── DATASET RECORDS ──

//! NHL V2 totals and moneyline models.
//!
//! Both models emit a full audit trace: every intermediate needed to
//! reproduce the decision offline. Strategy parameters are locked
//! constants, not config; changing them is a model release, not a knob.
//!
//! The legacy ratings-based Gaussian path for NHL is gated behind
//! `nhl_legacy_ratings_enabled` in config and is off by default.

use serde::Serialize;

use super::probability::normal_cdf;

// Locked strategy constants (offline backtest, 2022–2025 seasons).

/// Additive correction for the model's systematic over-estimate of totals.
pub const TOTALS_BIAS_CORRECTION: f64 = -0.18;
/// Total-goals dispersion.
pub const TOTALS_SIGMA: f64 = 1.90;
/// Minimum expected value to recommend a bet.
pub const EV_THRESHOLD: f64 = 0.03;
/// Longshot guard: never recommend above these decimal odds.
pub const LONGSHOT_ODDS_CAP: f64 = 2.60;
/// Moneyline margin dispersion in goals.
pub const MONEYLINE_SIGMA: f64 = 2.25;
/// Home-ice advantage in goals.
pub const HOME_ICE_ADVANTAGE: f64 = 0.20;
/// Goals prevented per unit of goalie GSAx per game.
const GSAX_WEIGHT: f64 = 0.85;

#[derive(Debug, Clone, Copy, PartialEq, Eq, Serialize)]
pub enum Decision {
    Recommend,
    Reject,
}

#[derive(Debug, Clone, Copy, PartialEq, Eq, Serialize)]
pub enum BetSide {
    Over,
    Under,
    Home,
    Away,
}

impl BetSide {
    pub fn as_str(&self) -> &'static str {
        match self {
            BetSide::Over => "OVER",
            BetSide::Under => "UNDER",
            BetSide::Home => "HOME",
            BetSide::Away => "AWAY",
        }
    }
}

/// Team-level inputs shared by both NHL models.
#[derive(Debug, Clone, Copy)]
pub struct NhlTeamSnapshot {
    /// Expected goals scored per game.
    pub attack: f64,
    /// Expected goals conceded per game.
    pub defense: f64,
    /// Starting goalie GSAx per game, when known.
    pub goalie_gsax: Option<f64>,
}

#[derive(Debug, Clone, Copy)]
pub struct NhlTotalsInput {
    pub home: NhlTeamSnapshot,
    pub away: NhlTeamSnapshot,
    pub league_avg_goals: f64,
    pub line: f64,
    pub over_odds: f64,
    pub under_odds: f64,
}

/// Audit trace for a totals evaluation; serialized into opportunity
/// metadata and the CSV audit artifact.
#[derive(Debug, Clone, Serialize)]
pub struct TotalsTrace {
    pub expected_total: f64,
    pub sigma: f64,
    pub bias_applied: f64,
    pub prob_over: f64,
    pub prob_under: f64,
    pub ev_over: f64,
    pub ev_under: f64,
    pub decision: Decision,
    pub bet_side: Option<BetSide>,
    pub reject_reasons: Vec<String>,
}

/// Weight on the matchup estimate vs the league scoring baseline.
const MATCHUP_WEIGHT: f64 = 0.70;

fn expected_goals_for(
    team: &NhlTeamSnapshot,
    opponent: &NhlTeamSnapshot,
    league_avg_goals: f64,
) -> f64 {
    let matchup = (team.attack + opponent.defense) / 2.0;
    let mut xg = MATCHUP_WEIGHT * matchup + (1.0 - MATCHUP_WEIGHT) * league_avg_goals / 2.0;
    if let Some(gsax) = opponent.goalie_gsax {
        xg -= GSAX_WEIGHT * gsax;
    }
    xg.max(0.5)
}

/// Evaluate an NHL total. Always returns a trace; `decision` says whether
/// the process stage should turn it into an opportunity.
pub fn evaluate_total(input: &NhlTotalsInput) -> TotalsTrace {
    let home_xg = expected_goals_for(&input.home, &input.away, input.league_avg_goals)
        + HOME_ICE_ADVANTAGE / 2.0;
    let away_xg = expected_goals_for(&input.away, &input.home, input.league_avg_goals);
    let raw_total = home_xg + away_xg;
    let expected_total = raw_total + TOTALS_BIAS_CORRECTION;

    let prob_over = 1.0 - normal_cdf((input.line - expected_total) / TOTALS_SIGMA);
    let prob_under = 1.0 - prob_over;
    let ev_over = prob_over * input.over_odds - 1.0;
    let ev_under = prob_under * input.under_odds - 1.0;

    let (side, ev, odds, prob) = if ev_over >= ev_under {
        (BetSide::Over, ev_over, input.over_odds, prob_over)
    } else {
        (BetSide::Under, ev_under, input.under_odds, prob_under)
    };

    let mut reject_reasons = Vec::new();
    if ev < EV_THRESHOLD {
        reject_reasons.push(format!("ev {:.4} below threshold {:.4}", ev, EV_THRESHOLD));
    }
    if odds > LONGSHOT_ODDS_CAP {
        reject_reasons.push(format!(
            "odds {:.2} above longshot cap {:.2}",
            odds, LONGSHOT_ODDS_CAP
        ));
    }
    if !(0.05..=0.95).contains(&prob) {
        reject_reasons.push(format!("probability {:.3} outside sane band", prob));
    }

    let decision = if reject_reasons.is_empty() {
        Decision::Recommend
    } else {
        Decision::Reject
    };

    TotalsTrace {
        expected_total,
        sigma: TOTALS_SIGMA,
        bias_applied: TOTALS_BIAS_CORRECTION,
        prob_over,
        prob_under,
        ev_over,
        ev_under,
        decision,
        bet_side: (decision == Decision::Recommend).then_some(side),
        reject_reasons,
    }
}

#[derive(Debug, Clone, Copy)]
pub struct NhlMoneylineInput {
    pub home: NhlTeamSnapshot,
    pub away: NhlTeamSnapshot,
    pub league_avg_goals: f64,
    pub home_odds: f64,
    pub away_odds: f64,
}

#[derive(Debug, Clone, Serialize)]
pub struct MoneylineTrace {
    pub expected_margin: f64,
    pub sigma: f64,
    pub prob_home: f64,
    pub prob_away: f64,
    pub ev_home: f64,
    pub ev_away: f64,
    pub decision: Decision,
    pub bet_side: Option<BetSide>,
    pub reject_reasons: Vec<String>,
}

/// Evaluate an NHL moneyline pair. Draws are folded into the margin
/// distribution (regulation ties resolve in OT; the margin σ absorbs it).
pub fn evaluate_moneyline(input: &NhlMoneylineInput) -> MoneylineTrace {
    let home_xg = expected_goals_for(&input.home, &input.away, input.league_avg_goals)
        + HOME_ICE_ADVANTAGE;
    let away_xg = expected_goals_for(&input.away, &input.home, input.league_avg_goals);
    let expected_margin = home_xg - away_xg;

    let prob_home = normal_cdf(expected_margin / MONEYLINE_SIGMA);
    let prob_away = 1.0 - prob_home;
    let ev_home = prob_home * input.home_odds - 1.0;
    let ev_away = prob_away * input.away_odds - 1.0;

    let (side, ev, odds) = if ev_home >= ev_away {
        (BetSide::Home, ev_home, input.home_odds)
    } else {
        (BetSide::Away, ev_away, input.away_odds)
    };

    let mut reject_reasons = Vec::new();
    if ev < EV_THRESHOLD {
        reject_reasons.push(format!("ev {:.4} below threshold {:.4}", ev, EV_THRESHOLD));
    }
    if odds > LONGSHOT_ODDS_CAP {
        reject_reasons.push(format!(
            "odds {:.2} above longshot cap {:.2}",
            odds, LONGSHOT_ODDS_CAP
        ));
    }

    let decision = if reject_reasons.is_empty() {
        Decision::Recommend
    } else {
        Decision::Reject
    };

    MoneylineTrace {
        expected_margin,
        sigma: MONEYLINE_SIGMA,
        prob_home,
        prob_away,
        ev_home,
        ev_away,
        decision,
        bet_side: (decision == Decision::Recommend).then_some(side),
        reject_reasons,
    }
}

───

— WORK REQUIRED —
Filter on the word "MoneylineTrace": copy each matching line from the entries above.

— WRITTEN RESPONSE —
pub struct MoneylineTrace {
pub fn evaluate_moneyline(input: &NhlMoneylineInput) -> MoneylineTrace {
    MoneylineTrace {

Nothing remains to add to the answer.